» **ACTIVITY**:
Could you please find each line in the records that contains the word "blob" and copy it?

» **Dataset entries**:
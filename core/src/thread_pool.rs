//! A fixed-size worker pool for batch object construction.
//!
//! The pool executes fire-and-forget jobs on a fixed set of worker threads.
//! [`ThreadPool::wait_for_all`] is the only synchronization barrier offered:
//! there is no cancellation and no timeout. A job that blocks indefinitely
//! blocks the barrier with it.
//!
//! # Example
//!
//! ```
//! use vermilion_core::ThreadPool;
//! use std::sync::mpsc;
//!
//! let pool = ThreadPool::new(4);
//! let (tx, rx) = mpsc::channel();
//!
//! for i in 0..4u32 {
//!     let tx = tx.clone();
//!     pool.spawn(move || {
//!         tx.send(i * 10).ok();
//!     });
//! }
//! drop(tx);
//! pool.wait_for_all();
//!
//! let mut results: Vec<u32> = rx.iter().collect();
//! results.sort();
//! assert_eq!(results, vec![0, 10, 20, 30]);
//! ```

use std::sync::mpsc::{channel, Receiver, Sender};
use std::sync::Arc;
use std::thread::JoinHandle;

use parking_lot::{Condvar, Mutex};

type Job = Box<dyn FnOnce() + Send + 'static>;

/// Shared bookkeeping between the pool handle and its workers.
struct PoolState {
    pending: Mutex<usize>,
    idle: Condvar,
}

impl PoolState {
    fn finish_one(&self) {
        let mut pending = self.pending.lock();
        *pending -= 1;
        if *pending == 0 {
            self.idle.notify_all();
        }
    }
}

/// Decrements the pending counter even if the job panics, so a panicking
/// job cannot wedge `wait_for_all`.
struct FinishGuard<'a>(&'a PoolState);

impl Drop for FinishGuard<'_> {
    fn drop(&mut self) {
        self.0.finish_one();
    }
}

/// A fixed-size pool of worker threads.
///
/// Jobs are enqueued with [`spawn`](Self::spawn) and run in submission order
/// across however many workers the pool owns. The pool is `Send + Sync` and
/// is typically shared behind an `Arc`.
pub struct ThreadPool {
    sender: Option<Sender<Job>>,
    workers: Vec<JoinHandle<()>>,
    state: Arc<PoolState>,
    num_threads: usize,
}

impl ThreadPool {
    /// Creates a pool with the given number of worker threads.
    ///
    /// A count of zero is clamped to one.
    pub fn new(num_threads: usize) -> Self {
        let num_threads = num_threads.max(1);
        let (sender, receiver) = channel::<Job>();
        let receiver = Arc::new(Mutex::new(receiver));
        let state = Arc::new(PoolState {
            pending: Mutex::new(0),
            idle: Condvar::new(),
        });

        let workers = (0..num_threads)
            .map(|i| {
                let receiver = Arc::clone(&receiver);
                let state = Arc::clone(&state);
                std::thread::Builder::new()
                    .name(format!("vermilion-worker-{i}"))
                    .spawn(move || worker_loop(&receiver, &state))
                    .unwrap_or_else(|e| panic!("failed to spawn worker thread: {e}"))
            })
            .collect();

        Self {
            sender: Some(sender),
            workers,
            state,
            num_threads,
        }
    }

    /// Creates a pool sized to the number of available CPU cores.
    pub fn default_threads() -> Self {
        Self::new(std::thread::available_parallelism().map_or(1, |n| n.get()))
    }

    /// Enqueues a job for execution on one of the workers.
    ///
    /// Submission is fire-and-forget; results must travel through a channel
    /// or another owned side-channel set up by the caller.
    pub fn spawn<F>(&self, job: F)
    where
        F: FnOnce() + Send + 'static,
    {
        {
            let mut pending = self.state.pending.lock();
            *pending += 1;
        }
        // The sender only becomes None in drop(), after which no spawn can
        // be issued through a live handle.
        if let Some(sender) = &self.sender {
            if sender.send(Box::new(job)).is_err() {
                self.state.finish_one();
                log::error!("thread pool queue is closed; job dropped");
            }
        }
    }

    /// Blocks until every job spawned so far has finished.
    pub fn wait_for_all(&self) {
        let mut pending = self.state.pending.lock();
        while *pending > 0 {
            self.state.idle.wait(&mut pending);
        }
    }

    /// The number of worker threads owned by this pool.
    pub fn num_threads(&self) -> usize {
        self.num_threads
    }
}

impl Default for ThreadPool {
    fn default() -> Self {
        Self::default_threads()
    }
}

impl Drop for ThreadPool {
    fn drop(&mut self) {
        // Closing the channel lets each worker's recv() fail and exit.
        self.sender.take();
        for worker in self.workers.drain(..) {
            if worker.join().is_err() {
                log::error!("thread pool worker panicked during shutdown");
            }
        }
    }
}

fn worker_loop(receiver: &Mutex<Receiver<Job>>, state: &PoolState) {
    loop {
        let job = {
            let receiver = receiver.lock();
            receiver.recv()
        };
        match job {
            Ok(job) => {
                let _guard = FinishGuard(state);
                if std::panic::catch_unwind(std::panic::AssertUnwindSafe(job)).is_err() {
                    log::error!("thread pool job panicked");
                }
            }
            // Channel closed: the pool is shutting down.
            Err(_) => return,
        }
    }
}

#[cfg(test)]
mod tests {
    use super::*;
    use std::sync::atomic::{AtomicU32, Ordering};

    #[test]
    fn runs_single_job() {
        let pool = ThreadPool::new(2);
        let counter = Arc::new(AtomicU32::new(0));
        let c = Arc::clone(&counter);
        pool.spawn(move || {
            c.fetch_add(1, Ordering::Relaxed);
        });
        pool.wait_for_all();
        assert_eq!(counter.load(Ordering::Relaxed), 1);
    }

    #[test]
    fn runs_many_jobs() {
        let pool = ThreadPool::new(4);
        let counter = Arc::new(AtomicU32::new(0));
        for _ in 0..100 {
            let c = Arc::clone(&counter);
            pool.spawn(move || {
                c.fetch_add(1, Ordering::Relaxed);
            });
        }
        pool.wait_for_all();
        assert_eq!(counter.load(Ordering::Relaxed), 100);
    }

    #[test]
    fn wait_with_no_jobs_returns_immediately() {
        let pool = ThreadPool::new(2);
        pool.wait_for_all();
    }

    #[test]
    fn barrier_can_be_reused() {
        let pool = ThreadPool::new(2);
        let counter = Arc::new(AtomicU32::new(0));

        for _ in 0..10 {
            let c = Arc::clone(&counter);
            pool.spawn(move || {
                c.fetch_add(1, Ordering::Relaxed);
            });
        }
        pool.wait_for_all();
        assert_eq!(counter.load(Ordering::Relaxed), 10);

        for _ in 0..10 {
            let c = Arc::clone(&counter);
            pool.spawn(move || {
                c.fetch_add(1, Ordering::Relaxed);
            });
        }
        pool.wait_for_all();
        assert_eq!(counter.load(Ordering::Relaxed), 20);
    }

    #[test]
    fn panicking_job_does_not_wedge_barrier() {
        let pool = ThreadPool::new(2);
        let counter = Arc::new(AtomicU32::new(0));

        pool.spawn(|| panic!("job failure"));
        let c = Arc::clone(&counter);
        pool.spawn(move || {
            c.fetch_add(1, Ordering::Relaxed);
        });

        pool.wait_for_all();
        assert_eq!(counter.load(Ordering::Relaxed), 1);
    }

    #[test]
    fn zero_threads_clamps_to_one() {
        let pool = ThreadPool::new(0);
        assert_eq!(pool.num_threads(), 1);
    }

    #[test]
    fn default_threads_at_least_one() {
        let pool = ThreadPool::default_threads();
        assert!(pool.num_threads() >= 1);
    }
}
//! `vermilion-pack`: offline render-state packaging CLI.

use std::path::PathBuf;
use std::process::ExitCode;

use clap::Parser;
use vermilion_device::archive::{Archiver, Dearchiver};
use vermilion_device::flags::DeviceFlags;
use vermilion_packager::{EnvironmentCreateInfo, ParsingEnvironment};

#[derive(Debug, Parser)]
#[command(
    name = "vermilion-pack",
    about = "Builds a multi-backend render-state archive from notation files"
)]
struct Args {
    /// Shader source search directory (repeatable)
    #[arg(short = 's', long = "shader_dir")]
    shader_dir: Vec<PathBuf>,

    /// Notation/import search directory (repeatable)
    #[arg(short = 'r', long = "render_state_dir")]
    render_state_dir: Vec<PathBuf>,

    /// Input notation file (repeatable, at least one required)
    #[arg(short = 'i', long = "input", required = true)]
    input: Vec<String>,

    /// Device configuration JSON file
    #[arg(short = 'c', long = "config")]
    config: Option<PathBuf>,

    /// Output archive path
    #[arg(short = 'o', long = "output", default_value = "Archive.bin")]
    output: PathBuf,

    /// Dump compiled shader artifacts under this directory
    #[arg(short = 'd', long = "dump_dir")]
    dump_dir: Option<PathBuf>,

    /// Worker thread count (0 = hardware concurrency)
    #[arg(short = 't', long = "thread", default_value_t = 0)]
    thread: usize,

    /// Content version recorded in the archive
    #[arg(short = 'v', long = "content_version", default_value_t = 0)]
    content_version: u32,

    /// Target Direct3D 11
    #[arg(long)]
    dx11: bool,
    /// Target Direct3D 12
    #[arg(long)]
    dx12: bool,
    /// Target Vulkan
    #[arg(long)]
    vulkan: bool,
    /// Target OpenGL
    #[arg(long)]
    opengl: bool,
    /// Target OpenGL ES
    #[arg(long)]
    opengles: bool,
    /// Target Metal on macOS
    #[arg(long = "metal_macos")]
    metal_macos: bool,
    /// Target Metal on iOS
    #[arg(long = "metal_ios")]
    metal_ios: bool,

    /// Mark the archive as reflection-stripped
    #[arg(long = "strip_reflection")]
    strip_reflection: bool,

    /// Print the archive contents after packaging
    #[arg(long = "print_contents")]
    print_contents: bool,
}

impl Args {
    fn device_flags(&self) -> DeviceFlags {
        let mut flags = DeviceFlags::empty();
        if self.dx11 {
            flags |= DeviceFlags::D3D11;
        }
        if self.dx12 {
            flags |= DeviceFlags::D3D12;
        }
        if self.vulkan {
            flags |= DeviceFlags::VULKAN;
        }
        if self.opengl {
            flags |= DeviceFlags::GL;
        }
        if self.opengles {
            flags |= DeviceFlags::GLES;
        }
        if self.metal_macos {
            flags |= DeviceFlags::METAL_MACOS;
        }
        if self.metal_ios {
            flags |= DeviceFlags::METAL_IOS;
        }
        flags
    }
}

fn run(args: Args) -> Result<(), Box<dyn std::error::Error>> {
    let mut env = ParsingEnvironment::initialize(EnvironmentCreateInfo {
        device_flags: args.device_flags(),
        thread_count: args.thread,
        shader_dirs: args.shader_dir.clone(),
        render_state_dirs: args.render_state_dir.clone(),
        config_path: args.config.clone(),
        dump_dir: args.dump_dir.clone(),
    })?;

    let mut archiver = Archiver::new();
    archiver.set_strip_reflection(args.strip_reflection);

    let dump_dir = env.dump_dir().map(PathBuf::from);
    let packager = env.packager_mut();
    packager.parse_files(&args.input)?;
    packager.execute(&mut archiver, dump_dir.as_deref())?;

    let blob = archiver.serialize_to_blob(args.content_version)?;
    std::fs::write(&args.output, &blob)?;
    log::info!(
        "wrote {} ({} bytes, {} signatures, {} pipelines)",
        args.output.display(),
        blob.len(),
        archiver.signature_count(),
        archiver.pipeline_count()
    );

    if args.print_contents {
        let mut dearchiver = Dearchiver::new();
        dearchiver.load_archive(&blob)?;
        print!("{}", dearchiver.describe());
    }
    Ok(())
}

fn main() -> ExitCode {
    env_logger::init();
    let args = Args::parse();
    match run(args) {
        Ok(()) => ExitCode::SUCCESS,
        Err(err) => {
            log::error!("{err}");
            eprintln!("vermilion-pack: {err}");
            ExitCode::FAILURE
        }
    }
}
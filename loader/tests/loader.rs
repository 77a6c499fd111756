//! Loader behavior tests against the backend-free device.

use std::cell::RefCell;
use std::rc::Rc;
use std::sync::Arc;

use vermilion_core::streams::SourceStreamFactory;
use vermilion_device::device::{NullDevice, RenderDevice, SerializationDeviceCreateInfo};
use vermilion_device::flags::DeviceFlags;
use vermilion_device::types::{
    ComparisonFunc, CullMode, PipelineStateCreateInfo, PipelineType, PrimitiveTopology,
    RenderPassDesc, ResourceSignatureDesc, ShaderCreateInfo,
};
use vermilion_loader::{LoaderError, PipelineLoadOptions, RenderStateLoader};
use vermilion_notation::NotationParser;

const STATES: &str = r#"{
    "Shaders": [
        { "Name": "VS", "Stage": "VERTEX", "Source": "void vs() {}" },
        { "Name": "PS", "Stage": "PIXEL", "Source": "void ps() {}" },
        { "Name": "CS", "Stage": "COMPUTE", "Source": "void cs() {}" }
    ],
    "RenderPasses": [
        {
            "Name": "Main",
            "Attachments": [{ "Format": "RGBA8_UNORM" }],
            "Subpasses": [{ "RenderTargets": [0] }]
        }
    ],
    "ResourceSignatures": [
        {
            "Name": "Common",
            "Resources": [{ "Name": "Constants", "Type": "CONSTANT_BUFFER" }]
        }
    ],
    "Pipelines": [
        {
            "Type": "GRAPHICS",
            "Name": "Opaque",
            "VertexShader": "VS",
            "PixelShader": "PS",
            "RenderPass": "Main",
            "ResourceSignatures": ["Common"],
            "GraphicsPipeline": {
                "NumRenderTargets": 1,
                "RtvFormats": ["RGBA8_UNORM"]
            }
        },
        { "Type": "COMPUTE", "Name": "Cull", "ComputeShader": "CS" }
    ]
}"#;

fn make_loader(reload_states: Option<&str>) -> (RenderStateLoader, Arc<NullDevice>) {
    let _ = env_logger::builder().is_test(true).try_init();

    let streams = SourceStreamFactory::in_memory();
    streams.insert("states.json", STATES.as_bytes().to_vec());
    let reload = reload_states.map(|text| {
        let factory = SourceStreamFactory::in_memory();
        factory.insert("states.json", text.as_bytes().to_vec());
        factory
    });

    let mut parser = NotationParser::new(streams, reload);
    parser.parse_file("states.json").unwrap();

    let device = Arc::new(NullDevice::new(
        SerializationDeviceCreateInfo {
            device_flags: DeviceFlags::VULKAN,
            ..Default::default()
        },
        SourceStreamFactory::in_memory(),
    ));
    let dyn_device: Arc<dyn RenderDevice> = device.clone();
    (
        RenderStateLoader::new(parser, dyn_device, DeviceFlags::VULKAN),
        device,
    )
}

#[test]
fn repeated_loads_are_memoized() {
    let (mut loader, device) = make_loader(None);

    let first = loader.load_shader("VS", true, None).unwrap();
    let second = loader.load_shader("VS", true, None).unwrap();
    assert!(Arc::ptr_eq(&first, &second));
    assert_eq!(device.creation_counts().shaders, 1);

    // Without caching, every load constructs a fresh object.
    let third = loader.load_shader("VS", false, None).unwrap();
    assert!(!Arc::ptr_eq(&first, &third));
    assert_eq!(device.creation_counts().shaders, 2);
}

#[test]
fn single_object_loads_are_memoized() {
    let (mut loader, device) = make_loader(None);

    let pass = loader.load_render_pass("Main", true, None).unwrap();
    let pass_again = loader.load_render_pass("Main", true, None).unwrap();
    assert!(Arc::ptr_eq(&pass, &pass_again));

    let signature = loader.load_resource_signature("Common", true, None).unwrap();
    let signature_again = loader.load_resource_signature("Common", true, None).unwrap();
    assert!(Arc::ptr_eq(&signature, &signature_again));

    let counts = device.creation_counts();
    assert_eq!(counts.render_passes, 1);
    assert_eq!(counts.resource_signatures, 1);

    // A later pipeline load reuses both cached objects.
    loader
        .load_pipeline_state("Opaque", PipelineLoadOptions::default())
        .unwrap();
    let counts = device.creation_counts();
    assert_eq!(counts.render_passes, 1);
    assert_eq!(counts.resource_signatures, 1);
}

#[test]
fn pipeline_cache_holds_one_entry_per_key() {
    let (mut loader, device) = make_loader(None);

    let first = loader
        .load_pipeline_state("Opaque", PipelineLoadOptions::default())
        .unwrap();
    let second = loader
        .load_pipeline_state("Opaque", PipelineLoadOptions::default())
        .unwrap();
    assert!(Arc::ptr_eq(&first, &second));
    assert_eq!(loader.cached_pipeline_count(), 1);

    let counts = device.creation_counts();
    assert_eq!(counts.pipelines, 1);
    assert_eq!(counts.shaders, 2);
    assert_eq!(counts.render_passes, 1);
    assert_eq!(counts.resource_signatures, 1);
}

#[test]
fn dependencies_resolve_in_contract_order() {
    let (mut loader, _device) = make_loader(None);

    let order = Rc::new(RefCell::new(Vec::new()));
    let (sig_log, rp_log, shader_log, pso_log) =
        (order.clone(), order.clone(), order.clone(), order.clone());

    let mut on_signature = move |_: &mut ResourceSignatureDesc, _: &mut bool| {
        sig_log.borrow_mut().push("signature")
    };
    let mut on_render_pass = move |_: &mut RenderPassDesc, _: &mut bool| {
        rp_log.borrow_mut().push("render pass")
    };
    let mut on_shader =
        move |_: &mut ShaderCreateInfo, _: &mut bool| shader_log.borrow_mut().push("shader");
    let mut on_pipeline =
        move |_: &mut PipelineStateCreateInfo| pso_log.borrow_mut().push("pipeline");

    loader
        .load_pipeline_state(
            "Opaque",
            PipelineLoadOptions {
                modify_resource_signature: Some(&mut on_signature),
                modify_render_pass: Some(&mut on_render_pass),
                modify_shader: Some(&mut on_shader),
                modify_pipeline: Some(&mut on_pipeline),
                ..Default::default()
            },
        )
        .unwrap();

    assert_eq!(
        *order.borrow(),
        vec!["signature", "render pass", "shader", "shader", "pipeline"]
    );
}

#[test]
fn untyped_lookup_probes_pipeline_types() {
    let (mut loader, _device) = make_loader(None);

    // "Cull" exists only as a compute pipeline.
    let pipeline = loader
        .load_pipeline_state("Cull", PipelineLoadOptions::default())
        .unwrap();
    assert_eq!(pipeline.pipeline_type(), PipelineType::Compute);

    let err = loader
        .load_pipeline_state(
            "Cull",
            PipelineLoadOptions {
                pipeline_type: Some(PipelineType::Graphics),
                ..Default::default()
            },
        )
        .unwrap_err();
    assert!(matches!(err, LoaderError::NotFound { .. }));
}

#[test]
fn dependency_callback_can_opt_out_of_caching() {
    let (mut loader, device) = make_loader(None);

    let mut keep_shaders_uncached = |_: &mut ShaderCreateInfo, add_to_cache: &mut bool| {
        // The flag arrives initialized to the parent's add_to_cache.
        assert!(*add_to_cache);
        *add_to_cache = false;
    };
    loader
        .load_pipeline_state(
            "Opaque",
            PipelineLoadOptions {
                modify_shader: Some(&mut keep_shaders_uncached),
                ..Default::default()
            },
        )
        .unwrap();

    assert_eq!(loader.cached_shader_count(), 0);
    assert_eq!(loader.cached_render_pass_count(), 1);
    assert_eq!(loader.cached_pipeline_count(), 1);

    // The shaders were still constructed once for the pipeline.
    assert_eq!(device.creation_counts().shaders, 2);
}

#[test]
fn missing_name_fails_without_side_effects() {
    let (mut loader, device) = make_loader(None);
    let err = loader
        .load_pipeline_state("DoesNotExist", PipelineLoadOptions::default())
        .unwrap_err();
    assert!(matches!(err, LoaderError::NotFound { kind: "pipeline", .. }));
    assert_eq!(device.creation_counts().pipelines, 0);
    assert_eq!(loader.cached_pipeline_count(), 0);
}

#[test]
fn reload_patches_descriptor_in_place() {
    let reloaded = STATES
        .replace(r#""NumRenderTargets": 1"#, r#""NumRenderTargets": 2"#)
        .replace(
            r#""RtvFormats": ["RGBA8_UNORM"]"#,
            r#""RtvFormats": ["RGBA8_UNORM", "RGBA16_FLOAT"],
               "PrimitiveTopology": "TRIANGLE_STRIP",
               "CullMode": "NONE",
               "DepthStencil": { "DepthFunc": "LESS_EQUAL" }"#,
        );
    let (mut loader, _device) = make_loader(Some(&reloaded));

    let pipeline = loader
        .load_pipeline_state("Opaque", PipelineLoadOptions::default())
        .unwrap();
    let before = pipeline.graphics_desc().unwrap();
    assert_eq!(before.depth_stencil.depth_func, ComparisonFunc::Less);
    assert_eq!(before.cull_mode, CullMode::Back);
    assert_eq!(before.num_render_targets, 1);
    assert_eq!(before.primitive_topology, PrimitiveTopology::TriangleList);

    loader.reload().unwrap();

    // Identity is preserved: the same Arc now reads the new descriptor.
    let same = loader
        .cached_pipeline("Opaque", Some(PipelineType::Graphics))
        .unwrap();
    assert!(Arc::ptr_eq(&pipeline, &same));
    let after = pipeline.graphics_desc().unwrap();
    assert_eq!(after.depth_stencil.depth_func, ComparisonFunc::LessEqual);
    assert_eq!(after.cull_mode, CullMode::None);
    assert_eq!(after.num_render_targets, 2);
    assert_eq!(after.primitive_topology, PrimitiveTopology::TriangleStrip);
}

#[test]
fn reload_without_secondary_source_fails() {
    let (mut loader, _device) = make_loader(None);
    assert!(matches!(
        loader.reload(),
        Err(LoaderError::Parse(
            vermilion_notation::ParseError::ReloadUnsupported
        ))
    ));
}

» **YOUR RESPONSE**:
    let blob = archiver.serialize_to_blob(args.content_version)?;
    std::fs::write(&args.output, &blob)?;
        blob.len(),
        dearchiver.load_archive(&blob)?;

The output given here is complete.